EXTRACTED RECORDS:
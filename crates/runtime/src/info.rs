//! Device self-description announced right after connect.

use serde::Serialize;

use dtx_protocol::{Message, Value};

use crate::error::{Error, Result};

/// Agent version, locale and extension list pushed by the device as an
/// unsolicited `sys`/`info` response immediately after it accepts.
#[derive(Debug, Clone, Default, PartialEq, Eq, Serialize)]
pub struct DeviceInfo {
    pub version: String,
    pub locale: String,
    pub extensions: Vec<String>,
}

impl DeviceInfo {
    pub fn from_message(msg: &Message) -> Result<Self> {
        if msg.status() != Some(true) {
            return Err(Error::Protocol("device info carried status=false".into()));
        }
        let extensions = match msg.param("extensions") {
            Some(Value::List(items)) => items
                .iter()
                .filter_map(|v| v.as_text().map(str::to_string))
                .collect(),
            _ => Vec::new(),
        };
        Ok(Self {
            version: msg.text_param("version").unwrap_or_default().to_string(),
            locale: msg.text_param("locale").unwrap_or_default().to_string(),
            extensions,
        })
    }

    /// Whether the device agent advertises the named protocol extension.
    pub fn has_extension(&self, name: &str) -> bool {
        self.extensions.iter().any(|e| e == name)
    }
}

#[cfg(test)]
mod tests {
    use super::*;
    use dtx_protocol::{Message, Target, Value};

    #[test]
    fn parses_the_announcement() {
        let msg = Message::response(Target::System, "info", true)
            .with_param("version", Value::text("2.4.1"))
            .with_param("locale", Value::text("en_US"))
            .with_param(
                "extensions",
                Value::List(vec![Value::text("battery"), Value::text("screenshot")]),
            );
        let info = DeviceInfo::from_message(&msg).unwrap();
        assert_eq!(info.version, "2.4.1");
        assert_eq!(info.locale, "en_US");
        assert!(info.has_extension("battery"));
        assert!(!info.has_extension("gps"));
    }

    #[test]
    fn rejects_failed_announcement() {
        let msg = Message::response(Target::System, "info", false);
        assert!(DeviceInfo::from_message(&msg).is_err());
    }
}
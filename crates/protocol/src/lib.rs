//! Wire protocol for the dtx device agent.
//!
//! Devices talk a small XML-shaped protocol over TCP: each frame is one
//! document terminated by the literal `"<>"`, carrying a single request or
//! response inside an envelope. This crate owns the element tree, the typed
//! value/schema layer, the message registry with its built-in catalog, and
//! the frame codec. It is transport-agnostic; the runtime crate drives it
//! over sockets.

pub mod accessible;
pub mod catalog;
pub mod codec;
pub mod error;
pub mod message;
pub mod path;
pub mod registry;
pub mod value;
pub mod xmlwire;

pub use accessible::{Accessible, Relation};
pub use catalog::{SearchMethod, build};
pub use codec::{FrameSplitter, TERMINATOR, decode_message, encode_frame, encode_message};
pub use error::{ProtocolError, Result};
pub use message::{DEFAULT_ID, ERROR_ID, INFO_ID, Message, MsgKind, Target};
pub use path::NodePath;
pub use registry::{MessageSpec, Registry};
pub use value::{Schema, Value};
pub use xmlwire::{Elem, parse, sanitize};
//! Ready-made sinks.

use std::sync::Arc;

use async_trait::async_trait;
use parking_lot::Mutex;

use crate::pipeline::{ResultSink, RunInfo, SinkResult, TestEvent};

/// Records the lifecycle as plain strings. Useful for harnesses and for
/// asserting scheduling order.
#[derive(Default)]
pub struct RecordingSink {
    events: Arc<Mutex<Vec<String>>>,
    verbose: bool,
}

impl RecordingSink {
    pub fn new() -> Self {
        Self::default()
    }

    /// A recording sink that also captures step-level traffic.
    pub fn verbose() -> Self {
        RecordingSink {
            events: Arc::default(),
            verbose: true,
        }
    }

    pub fn events(&self) -> Arc<Mutex<Vec<String>>> {
        Arc::clone(&self.events)
    }
}

#[async_trait]
impl ResultSink for RecordingSink {
    fn name(&self) -> &str {
        "recording"
    }

    fn verbose(&self) -> bool {
        self.verbose
    }

    async fn start(&self, _run: &RunInfo) -> SinkResult {
        self.events.lock().push("start".to_string());
        Ok(())
    }

    async fn stop(&self, _run: &RunInfo) -> SinkResult {
        self.events.lock().push("stop".to_string());
        Ok(())
    }

    async fn start_test(&self, event: &TestEvent) -> SinkResult {
        self.events
            .lock()
            .push(format!("startTest {}@{}", event.name, event.device_name()));
        Ok(())
    }

    async fn stop_test(&self, event: &TestEvent) -> SinkResult {
        self.events
            .lock()
            .push(format!("stopTest {}@{}", event.name, event.device_name()));
        Ok(())
    }
}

ABOUT THIS TASK: Search the data above for the word "true", then gather each line in which it appears.

WRITTEN SOLUTION:
        if msg.status() != Some(true) {
        let msg = Message::response(Target::System, "info", true)
            verbose: true,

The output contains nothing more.